_Work instruction_.
Filter the records below for the word "circuitStatusResponse". Keep each line that has it.

_Dataset extract_.

####

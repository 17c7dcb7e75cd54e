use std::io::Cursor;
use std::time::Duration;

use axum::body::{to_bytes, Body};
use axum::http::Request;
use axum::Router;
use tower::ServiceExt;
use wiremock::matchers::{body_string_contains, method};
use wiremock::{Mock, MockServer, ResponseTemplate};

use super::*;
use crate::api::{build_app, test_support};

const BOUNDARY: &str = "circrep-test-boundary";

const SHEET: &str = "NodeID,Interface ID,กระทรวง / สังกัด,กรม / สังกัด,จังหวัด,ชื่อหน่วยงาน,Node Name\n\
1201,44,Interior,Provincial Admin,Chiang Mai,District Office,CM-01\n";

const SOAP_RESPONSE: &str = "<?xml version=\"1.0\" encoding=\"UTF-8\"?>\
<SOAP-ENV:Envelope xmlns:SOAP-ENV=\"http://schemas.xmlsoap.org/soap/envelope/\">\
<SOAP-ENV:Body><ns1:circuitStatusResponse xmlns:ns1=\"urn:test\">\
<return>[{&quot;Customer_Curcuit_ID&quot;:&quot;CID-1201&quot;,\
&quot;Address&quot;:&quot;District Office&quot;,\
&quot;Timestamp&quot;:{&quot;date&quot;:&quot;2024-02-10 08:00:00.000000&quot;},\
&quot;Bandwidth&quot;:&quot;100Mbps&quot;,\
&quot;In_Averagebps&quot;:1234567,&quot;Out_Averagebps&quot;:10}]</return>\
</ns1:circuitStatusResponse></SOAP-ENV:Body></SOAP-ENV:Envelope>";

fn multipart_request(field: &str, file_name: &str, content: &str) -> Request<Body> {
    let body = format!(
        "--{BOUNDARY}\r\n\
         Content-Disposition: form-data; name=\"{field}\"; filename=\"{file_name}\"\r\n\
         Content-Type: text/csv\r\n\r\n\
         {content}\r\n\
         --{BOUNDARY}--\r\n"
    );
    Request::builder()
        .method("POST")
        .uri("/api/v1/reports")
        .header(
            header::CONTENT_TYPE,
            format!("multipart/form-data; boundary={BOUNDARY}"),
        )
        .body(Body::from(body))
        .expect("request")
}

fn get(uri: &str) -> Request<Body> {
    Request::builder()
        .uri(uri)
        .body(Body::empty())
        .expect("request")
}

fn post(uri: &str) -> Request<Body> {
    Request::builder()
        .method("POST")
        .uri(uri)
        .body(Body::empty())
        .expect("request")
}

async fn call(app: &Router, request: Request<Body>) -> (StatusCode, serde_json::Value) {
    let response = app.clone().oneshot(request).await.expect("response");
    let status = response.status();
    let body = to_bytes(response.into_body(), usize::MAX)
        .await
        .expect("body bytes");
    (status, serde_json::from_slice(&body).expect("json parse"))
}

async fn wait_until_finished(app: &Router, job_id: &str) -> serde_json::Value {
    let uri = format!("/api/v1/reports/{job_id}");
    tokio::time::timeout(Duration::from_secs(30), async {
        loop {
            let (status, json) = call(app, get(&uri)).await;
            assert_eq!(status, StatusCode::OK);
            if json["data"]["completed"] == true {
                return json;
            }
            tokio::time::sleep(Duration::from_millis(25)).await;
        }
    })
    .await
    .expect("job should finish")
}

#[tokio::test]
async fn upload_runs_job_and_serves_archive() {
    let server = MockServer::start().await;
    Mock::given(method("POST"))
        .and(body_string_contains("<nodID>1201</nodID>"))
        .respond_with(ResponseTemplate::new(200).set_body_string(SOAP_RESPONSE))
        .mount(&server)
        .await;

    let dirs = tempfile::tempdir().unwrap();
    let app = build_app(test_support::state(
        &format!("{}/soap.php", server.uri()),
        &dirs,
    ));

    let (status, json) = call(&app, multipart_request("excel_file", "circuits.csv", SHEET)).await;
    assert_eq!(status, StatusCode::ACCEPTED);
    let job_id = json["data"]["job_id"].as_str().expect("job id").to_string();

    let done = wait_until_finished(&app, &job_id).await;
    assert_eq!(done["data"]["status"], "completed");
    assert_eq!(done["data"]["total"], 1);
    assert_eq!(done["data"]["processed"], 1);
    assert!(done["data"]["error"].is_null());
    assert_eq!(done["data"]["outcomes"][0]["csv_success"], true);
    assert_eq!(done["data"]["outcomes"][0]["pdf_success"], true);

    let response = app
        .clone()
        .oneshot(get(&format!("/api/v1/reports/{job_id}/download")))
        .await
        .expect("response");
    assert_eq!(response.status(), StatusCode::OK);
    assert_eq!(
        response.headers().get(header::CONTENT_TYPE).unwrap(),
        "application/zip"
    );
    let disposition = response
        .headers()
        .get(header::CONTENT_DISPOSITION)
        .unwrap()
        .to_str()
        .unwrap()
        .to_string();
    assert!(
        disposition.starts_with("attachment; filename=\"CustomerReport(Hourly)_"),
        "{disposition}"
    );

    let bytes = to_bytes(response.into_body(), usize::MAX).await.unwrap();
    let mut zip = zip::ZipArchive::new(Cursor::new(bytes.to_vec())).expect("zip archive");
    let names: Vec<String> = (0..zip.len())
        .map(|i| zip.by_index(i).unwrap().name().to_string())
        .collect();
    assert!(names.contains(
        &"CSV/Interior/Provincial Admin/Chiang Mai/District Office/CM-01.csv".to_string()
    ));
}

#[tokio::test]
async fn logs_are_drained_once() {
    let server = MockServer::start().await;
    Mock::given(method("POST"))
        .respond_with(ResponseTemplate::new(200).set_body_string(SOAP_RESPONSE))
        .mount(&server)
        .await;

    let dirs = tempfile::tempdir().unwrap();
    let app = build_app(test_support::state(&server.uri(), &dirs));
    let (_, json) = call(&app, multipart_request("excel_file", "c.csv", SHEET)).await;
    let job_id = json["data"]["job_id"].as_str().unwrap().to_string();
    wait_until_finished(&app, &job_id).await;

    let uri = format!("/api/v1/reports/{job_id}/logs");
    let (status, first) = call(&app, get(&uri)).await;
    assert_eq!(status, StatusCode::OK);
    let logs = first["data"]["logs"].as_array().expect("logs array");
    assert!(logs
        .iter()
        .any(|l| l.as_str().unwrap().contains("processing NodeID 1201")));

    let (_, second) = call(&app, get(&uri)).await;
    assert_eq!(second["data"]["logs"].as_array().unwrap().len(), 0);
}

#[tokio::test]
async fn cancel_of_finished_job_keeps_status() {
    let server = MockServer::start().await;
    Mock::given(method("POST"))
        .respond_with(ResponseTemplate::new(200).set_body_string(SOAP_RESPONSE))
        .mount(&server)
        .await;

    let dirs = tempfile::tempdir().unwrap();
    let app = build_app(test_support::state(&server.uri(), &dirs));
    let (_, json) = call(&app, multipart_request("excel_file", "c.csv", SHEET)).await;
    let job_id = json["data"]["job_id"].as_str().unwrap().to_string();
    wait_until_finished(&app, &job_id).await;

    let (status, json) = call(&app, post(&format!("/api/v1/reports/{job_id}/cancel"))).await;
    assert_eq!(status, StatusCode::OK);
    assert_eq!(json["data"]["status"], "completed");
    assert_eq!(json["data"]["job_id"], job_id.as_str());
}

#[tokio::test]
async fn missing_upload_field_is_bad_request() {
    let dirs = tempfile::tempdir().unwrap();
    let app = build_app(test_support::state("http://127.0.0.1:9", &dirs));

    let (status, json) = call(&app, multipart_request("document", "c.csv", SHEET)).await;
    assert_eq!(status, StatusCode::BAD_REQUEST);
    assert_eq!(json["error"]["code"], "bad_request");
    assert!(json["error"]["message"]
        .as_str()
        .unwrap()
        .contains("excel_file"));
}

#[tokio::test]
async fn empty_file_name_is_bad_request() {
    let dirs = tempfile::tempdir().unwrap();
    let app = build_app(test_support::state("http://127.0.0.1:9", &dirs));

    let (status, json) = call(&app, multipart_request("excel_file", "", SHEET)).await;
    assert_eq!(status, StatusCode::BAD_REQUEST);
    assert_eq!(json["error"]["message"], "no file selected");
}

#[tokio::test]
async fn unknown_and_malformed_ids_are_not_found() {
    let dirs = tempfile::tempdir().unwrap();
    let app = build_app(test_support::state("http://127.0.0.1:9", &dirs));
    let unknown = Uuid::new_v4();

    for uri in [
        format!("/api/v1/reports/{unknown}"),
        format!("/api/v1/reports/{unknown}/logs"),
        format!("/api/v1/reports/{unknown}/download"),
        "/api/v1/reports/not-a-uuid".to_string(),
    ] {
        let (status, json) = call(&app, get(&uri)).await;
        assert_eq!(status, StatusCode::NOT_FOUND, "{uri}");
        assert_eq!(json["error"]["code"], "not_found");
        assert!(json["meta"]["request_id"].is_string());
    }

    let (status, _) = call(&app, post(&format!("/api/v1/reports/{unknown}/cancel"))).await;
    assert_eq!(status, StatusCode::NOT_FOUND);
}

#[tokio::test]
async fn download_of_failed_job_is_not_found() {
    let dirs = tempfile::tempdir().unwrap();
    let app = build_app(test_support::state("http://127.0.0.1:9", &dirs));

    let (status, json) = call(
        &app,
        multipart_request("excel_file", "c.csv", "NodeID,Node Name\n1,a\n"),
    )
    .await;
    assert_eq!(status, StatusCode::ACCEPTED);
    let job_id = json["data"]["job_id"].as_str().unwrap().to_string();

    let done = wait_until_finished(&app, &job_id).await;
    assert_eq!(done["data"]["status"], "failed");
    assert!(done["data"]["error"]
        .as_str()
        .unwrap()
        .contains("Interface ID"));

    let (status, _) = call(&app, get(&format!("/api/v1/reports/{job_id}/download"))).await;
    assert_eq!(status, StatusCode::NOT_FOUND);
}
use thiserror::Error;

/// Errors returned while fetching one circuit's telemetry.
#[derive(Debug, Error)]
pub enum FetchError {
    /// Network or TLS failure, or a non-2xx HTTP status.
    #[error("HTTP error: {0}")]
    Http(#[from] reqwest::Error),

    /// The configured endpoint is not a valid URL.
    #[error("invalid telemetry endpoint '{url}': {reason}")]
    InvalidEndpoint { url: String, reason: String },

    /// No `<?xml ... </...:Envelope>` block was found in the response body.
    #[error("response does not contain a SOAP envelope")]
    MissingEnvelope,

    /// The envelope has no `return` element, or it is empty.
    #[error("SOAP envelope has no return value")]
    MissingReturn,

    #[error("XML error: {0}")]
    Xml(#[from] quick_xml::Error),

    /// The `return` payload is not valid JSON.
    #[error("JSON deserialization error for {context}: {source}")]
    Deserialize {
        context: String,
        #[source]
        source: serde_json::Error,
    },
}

####

_Written answer_.
<SOAP-ENV:Body><ns1:circuitStatusResponse xmlns:ns1=\"urn:test\">\
</ns1:circuitStatusResponse></SOAP-ENV:Body></SOAP-ENV:Envelope>";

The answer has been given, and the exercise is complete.